The species’ statewide distribution was further confirmed by the Minnesota Biological Survey (Minnesota Department of Natural Resources 2016). Beginning in the late 1980s, Minnesota Biological Survey field staff reported a total of 1,465 breeding season locations from all corners of the state. By 1998, Hertzel and Janssen had documented 21 counties where nesting had been confirmed since 1970.
MNBBA participants reported a total of 4,012 Savannah Sparrow records from 45.7% (2,189/4,789) of the surveyed atlas blocks and from 62.8% (1,469/2,338) of the priority blocks. Breeding was confirmed in 166 blocks (Figures 2 and 3; Table 1). Although the species was least abundant in the far northern reaches of the state, it was reported from all 87 Minnesota counties. Breeding evidence was collected from 53 counties.
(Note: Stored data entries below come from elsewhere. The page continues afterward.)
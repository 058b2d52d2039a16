use serde::{Deserialize, Serialize};

use crate::tracker::{Remaining, UsageSnapshot};

#[derive(Debug, Clone, Serialize, Deserialize)]
pub struct RemainingResponse {
    pub unlimited: bool,
    pub remaining: Option<u64>,
}

impl From<Remaining> for RemainingResponse {
    fn from(remaining: Remaining) -> Self {
        Self {
            unlimited: remaining.is_unlimited(),
            remaining: remaining.as_limited(),
        }
    }
}

#[derive(Debug, Clone, Serialize, Deserialize)]
pub struct LimitReachedResponse {
    pub limit_reached: bool,
}

#[derive(Debug, Clone, Serialize, Deserialize)]
pub struct IncrementResponse {
    pub counted: bool,
    /// Usage as saved by this increment; absent for entitled callers.
    pub usage: Option<UsageSnapshot>,
}

#[derive(Debug, Clone, Serialize, Deserialize)]
pub struct ErrorResponse {
    pub error: String,
    pub code: String,
    pub details: Option<serde_json::Value>,
}
//! Monthly free-tier chat quota: a persisted usage counter with calendar-month
//! rollover, an entitlement-aware policy over it, and a small HTTP surface.

pub mod api;
pub mod clock;
pub mod config;
pub mod storage;
pub mod tracker;

use std::sync::Arc;

pub use api::{create_router, ApiState, ErrorResponse, RemainingResponse};
pub use clock::{Clock, ManualClock, SystemClock};
pub use config::{QuotaTrackerConfig, StorageBackend};
pub use storage::{KeyValueStore, MemoryKeyValueStore, SqliteKeyValueStore, StorageError};
pub use tracker::{
    Entitlements, QuotaError, QuotaPolicy, QuotaStore, Remaining, UsageRecord, UsageSnapshot,
};

/// Opens the configured storage backend and wires a policy over it.
pub fn build_policy(
    config: &QuotaTrackerConfig,
    clock: Arc<dyn Clock>,
) -> Result<QuotaPolicy, StorageError> {
    let kv: Arc<dyn KeyValueStore> = match config.storage_backend {
        StorageBackend::Sqlite => Arc::new(SqliteKeyValueStore::new(&config.data_dir)?),
        StorageBackend::Memory => Arc::new(MemoryKeyValueStore::new()),
    };
    let store = QuotaStore::new(kv, clock, config.storage_key.clone());
    Ok(QuotaPolicy::new(store, config.monthly_message_limit))
}
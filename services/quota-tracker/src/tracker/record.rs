use serde::{Deserialize, Serialize};

/// Persisted free-tier usage for one calendar month.
#[derive(Debug, Clone, PartialEq, Eq, Serialize, Deserialize)]
pub struct UsageRecord {
    pub count: u64,
    pub period: String,
}

impl UsageRecord {
    pub fn fresh(period: impl Into<String>) -> Self {
        Self {
            count: 0,
            period: period.into(),
        }
    }

    pub fn remaining(&self, limit: u64) -> u64 {
        limit.saturating_sub(self.count)
    }

    pub fn is_limit_reached(&self, limit: u64) -> bool {
        self.count >= limit
    }

    pub fn encode(&self) -> Result<String, serde_json::Error> {
        serde_json::to_string(self)
    }

    pub fn decode(raw: &str) -> RecordPayload {
        match serde_json::from_str::<UsageRecord>(raw) {
            Ok(record) => RecordPayload::Valid(record),
            Err(err) => RecordPayload::Corrupt(err.to_string()),
        }
    }
}

/// Outcome of parsing a stored payload. A corrupt payload is recovered from by
/// resetting, never surfaced as an error.
#[derive(Debug, Clone, PartialEq, Eq)]
pub enum RecordPayload {
    Valid(UsageRecord),
    Corrupt(String),
}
Probable and confirmed Savannah Sparrow records were especially common in the northwest corner of the state. This is the same region where the MNBBA predicted distribution map predicts the highest breeding densities to occur, as well as across a relatively narrow band in central Minnesota that stretches from Chisago and Pine Counties west to Pope, Douglas, Otter Tail, and southern Becker Counties (Figure 4). Moderately abundant throughout the western, central, and southeastern regions, Savannah Sparrow breeding densities are predicted to be lowest in northeastern and north-central Minnesota, especially the far eastern Arrowhead counties of Cook and Lake, and in the Twin Cities metropolitan region. The importance of peatlands to the species is further evidenced by the relatively high breeding densities predicted in portions of the Agassiz Lowlands Subsection.
Knowledge regarding the range of habitats used by the Savannah Sparrow in Minnesota has grown, but the species’ overall distribution appears relatively unchanged since Roberts (1932) described it as a common summer resident in the early 1900s. In their comprehensive review of the species, Wheelwright and Rising (2008) noted only two historical changes to its distribution: its extirpation from northwestern Arkansas and the apparent extirpation or major decline of a population that breeds in the southwest, in the riparian marshes at the mouth of the Colorado River.
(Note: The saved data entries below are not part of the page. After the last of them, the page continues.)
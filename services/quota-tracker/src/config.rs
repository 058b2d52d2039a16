use std::env;
use std::fs;
use std::path::{Path, PathBuf};
use std::str::FromStr;

use anyhow::{Context, Result};

use crate::tracker::{DEFAULT_MONTHLY_MESSAGE_LIMIT, DEFAULT_STORAGE_KEY};

#[derive(Debug, Clone, Copy, PartialEq, Eq)]
pub enum StorageBackend {
    Sqlite,
    Memory,
}

impl FromStr for StorageBackend {
    type Err = anyhow::Error;

    fn from_str(value: &str) -> Result<Self> {
        match value.to_ascii_lowercase().as_str() {
            "sqlite" => Ok(StorageBackend::Sqlite),
            "memory" => Ok(StorageBackend::Memory),
            _ => anyhow::bail!("unknown storage backend {value}"),
        }
    }
}

#[derive(Debug, Clone)]
pub struct QuotaTrackerConfig {
    pub server_host: String,
    pub server_port: u16,
    pub data_dir: PathBuf,
    pub storage_backend: StorageBackend,
    pub storage_key: String,
    pub monthly_message_limit: u64,
    pub log_level: String,
}

impl Default for QuotaTrackerConfig {
    fn default() -> Self {
        Self {
            server_host: "127.0.0.1".to_string(),
            server_port: 8183,
            data_dir: PathBuf::from("data/quota"),
            storage_backend: StorageBackend::Sqlite,
            storage_key: DEFAULT_STORAGE_KEY.to_string(),
            monthly_message_limit: DEFAULT_MONTHLY_MESSAGE_LIMIT,
            log_level: "info".to_string(),
        }
    }
}

impl QuotaTrackerConfig {
    pub fn from_env() -> Result<Self> {
        let mut cfg = Self::default();

        if let Ok(host) = env::var("QUOTA_HOST") {
            cfg.server_host = host;
        }
        if let Ok(port) = env::var("QUOTA_PORT") {
            cfg.server_port = port.parse().context("QUOTA_PORT must be a valid u16")?;
        }
        if let Ok(dir) = env::var("QUOTA_DATA_DIR") {
            cfg.data_dir = PathBuf::from(dir);
        }
        if let Ok(backend) = env::var("QUOTA_STORAGE_BACKEND") {
            cfg.storage_backend = backend
                .parse()
                .context("QUOTA_STORAGE_BACKEND must be 'sqlite' or 'memory'")?;
        }
        if let Ok(key) = env::var("QUOTA_STORAGE_KEY") {
            cfg.storage_key = key;
        }
        if let Ok(limit) = env::var("MONTHLY_MESSAGE_LIMIT") {
            cfg.monthly_message_limit = limit
                .parse()
                .context("MONTHLY_MESSAGE_LIMIT must be a positive integer")?;
        }
        if let Ok(level) = env::var("LOG_LEVEL") {
            cfg.log_level = level;
        }

        cfg.validate()?;
        Ok(cfg)
    }

    pub fn validate(&self) -> Result<()> {
        if self.storage_backend == StorageBackend::Sqlite {
            ensure_directory(&self.data_dir)?;
        }

        if self.monthly_message_limit == 0 {
            anyhow::bail!("MONTHLY_MESSAGE_LIMIT must be greater than zero");
        }
        if self.storage_key.trim().is_empty() {
            anyhow::bail!("QUOTA_STORAGE_KEY cannot be empty");
        }

        Ok(())
    }
}

fn ensure_directory(path: &Path) -> Result<()> {
    if path.exists() {
        if !path.is_dir() {
            anyhow::bail!("{} exists but is not a directory", path.display());
        }
    } else {
        fs::create_dir_all(path)
            .with_context(|| format!("unable to create data directory {}", path.display()))?;
    }
    Ok(())
}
In the north-central United States, few minor changes in distribution have been noted over the years. The species was rare in Ohio in the early 1900s but was widespread throughout the state by the 1930s (Rodewald et al. 2016). Historic accounts in Michigan reported that the sparrow was local and uncommon in the southern Lower Peninsula but was widespread by the 1970s (Chartier et al. 2013). In Wisconsin, the Savannah Sparrow has always been widespread and abundant in all but the most densely forested and densely populated regions (Cutright et al. 2006). South Dakota’s population, however, has been increasing, with a notable range expansion in the northwest (Drilling et al. 2016).
*Note that the definition of confirmed nesting of a species is different for Breeding Bird Atlas projects, including the definition used by the Minnesota Breeding Bird Atlas, compared with a more restrictive definition used by the Minnesota Ornithologists’ Union. For details see the Data Methods Section.